#### [WHAT YOU HAVE TO DO]
All lines in the material below that contain "VERSION" should be located and copied.

*** Block opens ***

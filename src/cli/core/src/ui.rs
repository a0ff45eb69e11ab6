/* src/cli/core/src/ui.rs */

pub const RESET: &str = "\x1b[0m";
pub const BOLD: &str = "\x1b[1m";
pub const DIM: &str = "\x1b[2m";
pub const GREEN: &str = "\x1b[32m";
pub const YELLOW: &str = "\x1b[33m";

const VERSION: &str = env!("CARGO_PKG_VERSION");

pub fn ok(msg: &str) {
  println!("  {GREEN}\u{2713}{RESET} {msg}");
}

pub fn warn(msg: &str) {
  eprintln!("  {YELLOW}!{RESET} {msg}");
}

pub fn arrow(msg: &str) {
  println!("  {GREEN}\u{2192}{RESET} {msg}");
}

pub fn banner(cmd: &str) {
  println!();
  println!("  {BOLD}gig{RESET} {cmd} {DIM}v{VERSION}{RESET}");
  println!();
}

/// `label  value` with the label padded to a fixed column.
pub fn field(label: &str, value: &str) {
  println!("  {DIM}{label:<20}{RESET} {value}");
}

*** Block closes ***

#### [YOUR SOLUTION]
const VERSION: &str = env!("CARGO_PKG_VERSION");
  println!("  {BOLD}gig{RESET} {cmd} {DIM}v{VERSION}{RESET}");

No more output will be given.